Во внешней политике Ричард менее отца предвозвещал государя нового времени. Он не думал о кропотливом собирании земель, и тут особенно видную роль играло своенравие странствующего рыцаря. Но герой должен был отдать дань духу времени. Да и тут, если б не собственные враги хуже турок, только он мог утвердить Палестину за Европой (во всяком случае, не забудем, что он доставил Англии Кипр — эту первую опору её владычества на Средиземном море). А политика Ричарда относительно империи и папства, как увидим, соответствовала требованиям времени и не лишена глубокого смысла. И ему удалось посадить двух своих племянников на троны Готфрида Бульонского и Карла Великого. То же должно сказать о злополучном пленении героя: тут виноваты более обстоятельства, чем неверный расчет. И если этот плен, так же как и весь поход, довели Англию до анархии, то не должно забывать, что тут герой пострадал от излишней доверчивости. Отправляясь в Палестину, он обязал своих братьев не ездить в Англию три года, а они изменили ему и завели предательские козни в Лондоне; а этим воспользовался другой Иуда, Филипп Французский, также обещавший не нападать на англичан во время его служения «святому делу».
Нельзя отрицать одного: конец царствования Ричарда — явление тяжелое. Тут сосредоточиваются прискорбные пятна на памяти героя. Его финансы при сборе в поход, а потом при его выкупе из плена — работа разбойника и плута, хотя тут больше виноваты сборщики, поживившиеся безбожно.

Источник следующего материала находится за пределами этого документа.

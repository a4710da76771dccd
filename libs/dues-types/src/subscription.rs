use serde::{Deserialize, Serialize};
use strum::{AsRefStr, Display, EnumString};

use crate::display::{StatusDescriptor, Tone};

/// Payment status of a member's subscription, as assigned by the backend.
#[derive(
    Debug, Clone, Copy, PartialEq, Eq, Hash, Serialize, Deserialize, AsRefStr, Display, EnumString,
)]
#[serde(rename_all = "snake_case")]
#[strum(serialize_all = "snake_case")]
pub enum SubscriptionPaymentStatus {
    NotPaid,
    PartiallyPaid,
    FullyPaid,
    Overdue,
    Refunded,
}

impl SubscriptionPaymentStatus {
    pub fn descriptor(&self) -> StatusDescriptor {
        match self {
            Self::NotPaid => StatusDescriptor::new("Not Paid", Tone::Neutral),
            Self::PartiallyPaid => StatusDescriptor::new("Partially Paid", Tone::Warning),
            Self::FullyPaid => StatusDescriptor::new("Fully Paid", Tone::Success),
            Self::Overdue => StatusDescriptor::new("Overdue", Tone::Danger),
            Self::Refunded => StatusDescriptor::new("Refunded", Tone::Info),
        }
    }

    /// Returns true for states that no payment can move forward.
    pub fn is_settled(&self) -> bool {
        matches!(self, Self::FullyPaid | Self::Refunded)
    }

    pub fn all() -> &'static [SubscriptionPaymentStatus] {
        &[
            Self::NotPaid,
            Self::PartiallyPaid,
            Self::FullyPaid,
            Self::Overdue,
            Self::Refunded,
        ]
    }
}

#[cfg(test)]
mod tests {
    use super::*;
    use std::str::FromStr;

    #[test]
    fn test_snake_case_serialization() {
        let json = serde_json::to_string(&SubscriptionPaymentStatus::PartiallyPaid).unwrap();
        assert_eq!(json, r#""partially_paid""#);

        let parsed: SubscriptionPaymentStatus = serde_json::from_str(r#""fully_paid""#).unwrap();
        assert_eq!(parsed, SubscriptionPaymentStatus::FullyPaid);
    }

    #[test]
    fn test_unknown_status_is_rejected() {
        assert!(serde_json::from_str::<SubscriptionPaymentStatus>(r#""in_arrears""#).is_err());
        assert!(SubscriptionPaymentStatus::from_str("in_arrears").is_err());
    }

    #[test]
    fn test_from_str_matches_wire_name() {
        for status in SubscriptionPaymentStatus::all() {
            let parsed = SubscriptionPaymentStatus::from_str(status.as_ref()).unwrap();
            assert_eq!(parsed, *status);
        }
    }

    #[test]
    fn test_descriptor_labels() {
        assert_eq!(SubscriptionPaymentStatus::NotPaid.descriptor().label, "Not Paid");
        assert_eq!(
            SubscriptionPaymentStatus::Overdue.descriptor().tone,
            Tone::Danger
        );
        assert_eq!(
            SubscriptionPaymentStatus::FullyPaid.descriptor().tone,
            Tone::Success
        );
    }

    #[test]
    fn test_is_settled() {
        assert!(SubscriptionPaymentStatus::FullyPaid.is_settled());
        assert!(SubscriptionPaymentStatus::Refunded.is_settled());
        assert!(!SubscriptionPaymentStatus::Overdue.is_settled());
        assert!(!SubscriptionPaymentStatus::NotPaid.is_settled());
    }
}
//! Test data factories for creating valid test fixtures.
//!
//! Each factory function creates a complete, valid object with sensible defaults.
//! Use the closure parameter to override specific fields as needed.

use std::net::SocketAddr;

use axum::http::HeaderValue;
use chrono::{DateTime, NaiveDate, TimeZone, Utc};
use dues_types::{AssignmentTarget, SubscriptionPaymentStatus, TransactionStatus};
use rust_decimal::Decimal;
use url::Url;
use uuid::Uuid;

use crate::{
    domain::entities::{
        payment_transaction::PaymentTransaction,
        subscription_plan::SubscriptionPlan,
        user_subscription::{PaymentPermission, UserSubscription},
    },
    infra::config::{AppConfig, BackendMode},
};

/// Create a test plan running through 2026.
pub fn create_test_plan(overrides: impl FnOnce(&mut SubscriptionPlan)) -> SubscriptionPlan {
    let mut plan = SubscriptionPlan {
        id: Uuid::new_v4(),
        name: "2026 Annual Dues".to_string(),
        description: Some("Yearly membership dues".to_string()),
        amount: Decimal::new(15000, 2),
        start_date: test_date(2026, 1, 1),
        end_date: test_date(2026, 12, 31),
        target: AssignmentTarget::Both,
        member_count: 42,
    };
    overrides(&mut plan);
    plan
}

/// Create a half-paid subscription that can still be paid towards.
pub fn create_test_user_subscription(
    overrides: impl FnOnce(&mut UserSubscription),
) -> UserSubscription {
    let mut sub = UserSubscription {
        id: Uuid::new_v4(),
        plan_id: Uuid::new_v4(),
        plan_name: "2026 Annual Dues".to_string(),
        member_id: Uuid::new_v4(),
        member_name: Some("Ama Mensah".to_string()),
        subscription_amount: Decimal::new(15000, 2),
        amount_paid: Decimal::new(7500, 2),
        outstanding_amount: Decimal::new(7500, 2),
        status: SubscriptionPaymentStatus::PartiallyPaid,
        payment_progress_percentage: Decimal::from(50),
        start_date: test_date(2026, 1, 1),
        end_date: test_date(2026, 12, 31),
        can_make_payment: PaymentPermission::allowed(),
        payment_reference: None,
        payment_date: None,
    };
    overrides(&mut sub);
    sub
}

/// Create a pending transaction for the given subscription.
pub fn create_test_transaction(
    user_subscription_id: Uuid,
    overrides: impl FnOnce(&mut PaymentTransaction),
) -> PaymentTransaction {
    let id = Uuid::new_v4();
    let mut tx = PaymentTransaction {
        id,
        user_subscription_id,
        client_reference: format!("DUES-{}", id.simple()),
        amount: Decimal::from(25),
        currency: "GHS".to_string(),
        status: TransactionStatus::Pending,
        payment_channel: None,
        payment_type: None,
        created_at: test_datetime(),
    };
    overrides(&mut tx);
    tx
}

/// Config for tests: dummy backend, no Redis, read cache off.
pub fn test_config() -> AppConfig {
    AppConfig {
        bind_addr: "127.0.0.1:3001".parse::<SocketAddr>().unwrap(),
        cors_origin: HeaderValue::from_static("http://localhost:3000"),
        app_origin: Url::parse("http://localhost:3000").unwrap(),
        backend_mode: BackendMode::Dummy,
        backend_url: Url::parse("http://127.0.0.1:8000/api/").unwrap(),
        backend_api_token: None,
        redis_url: None,
        pending_payment_ttl_minutes: 30,
        read_cache_ttl_secs: 0,
        secure_cookies: false,
    }
}

/// Fixed date for reproducible tests.
pub fn test_date(year: i32, month: u32, day: u32) -> NaiveDate {
    NaiveDate::from_ymd_opt(year, month, day).unwrap()
}

/// Fixed timestamp for reproducible tests.
pub fn test_datetime() -> DateTime<Utc> {
    Utc.with_ymd_and_hms(2026, 3, 15, 10, 30, 0).unwrap()
}
use chrono::{DateTime, Duration, Utc};
use serde::{Deserialize, Serialize};
use uuid::Uuid;

/// Opaque id of a browser session, carried in the `dues_session` cookie.
#[derive(Debug, Clone, PartialEq, Eq, Hash, Serialize, Deserialize)]
pub struct SessionKey(pub String);

impl SessionKey {
    pub fn new(id: impl Into<String>) -> Self {
        Self(id.into())
    }

    pub fn generate() -> Self {
        Self(Uuid::new_v4().to_string())
    }

    pub fn as_str(&self) -> &str {
        &self.0
    }
}

impl std::fmt::Display for SessionKey {
    fn fmt(&self, f: &mut std::fmt::Formatter<'_>) -> std::fmt::Result {
        write!(f, "{}", self.0)
    }
}

/// Correlates a checkout redirect with the transaction it started.
#[derive(Debug, Clone, PartialEq, Eq, Serialize, Deserialize)]
pub struct PendingPayment {
    pub transaction_id: Uuid,
    pub subscription_name: String,
    pub created_at: DateTime<Utc>,
    pub expires_at: DateTime<Utc>,
}

impl PendingPayment {
    pub fn new(
        transaction_id: Uuid,
        subscription_name: impl Into<String>,
        ttl: Duration,
        now: DateTime<Utc>,
    ) -> Self {
        Self {
            transaction_id,
            subscription_name: subscription_name.into(),
            created_at: now,
            expires_at: now + ttl,
        }
    }

    pub fn is_expired(&self, now: DateTime<Utc>) -> bool {
        now >= self.expires_at
    }

    /// Whole seconds left before expiry, at least 1.
    pub fn ttl_secs(&self, now: DateTime<Utc>) -> u64 {
        (self.expires_at - now).num_seconds().max(1) as u64
    }
}

#[cfg(test)]
mod tests {
    use super::*;

    #[test]
    fn expires_after_ttl() {
        let now = Utc::now();
        let pending = PendingPayment::new(Uuid::new_v4(), "Annual Dues", Duration::minutes(30), now);

        assert!(!pending.is_expired(now));
        assert!(!pending.is_expired(now + Duration::minutes(29)));
        assert!(pending.is_expired(now + Duration::minutes(30)));
    }

    #[test]
    fn ttl_secs_never_zero() {
        let now = Utc::now();
        let pending = PendingPayment::new(Uuid::new_v4(), "Annual Dues", Duration::minutes(1), now);

        assert_eq!(pending.ttl_secs(now), 60);
        assert_eq!(pending.ttl_secs(now + Duration::minutes(5)), 1);
    }
}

В Палестине поражает ряд жестоких безумств, венчавшихся бойней пленников в Акре, которую напрасно военные историки стараются оправдывать правом войны, как подобное же злодейство Наполеона там же [138] . Недаром же с тех пор стали говорить: «Саладин был хорошим язычником, Ричард — плохим христианином».
138
Здесь речь идет об египетской экспедиции Наполеона Бонапарта (1798–1801) с целью завоевания Египта.
Дышат правдой слова очевидца: «Под конец в короле развилась такая нестерпимая дикость, что все хорошие задатки начала правления отступали перед избытком жесткости. Всякого, кто имел с ним дело, он пронзал своим резким взором и прогонял с грубостями; в его движениях и ужимках сквозила лютость льва, если только не удавалось укрощать его деньгами или денежными обещаниями. Только за столом, в кругу близких, бывал он обходителен, мил, даже забывал на минуту свою резкую раздражительность за шуткой и шалостью. В особенности же алчность одолевала этого, прежде столь щедрого, владыку: ему просто хотелось у всех высосать соки. Можно сказать, что ни один состоятельный человек не мог добиться наследства, если не умел как бы выкупить его у короля».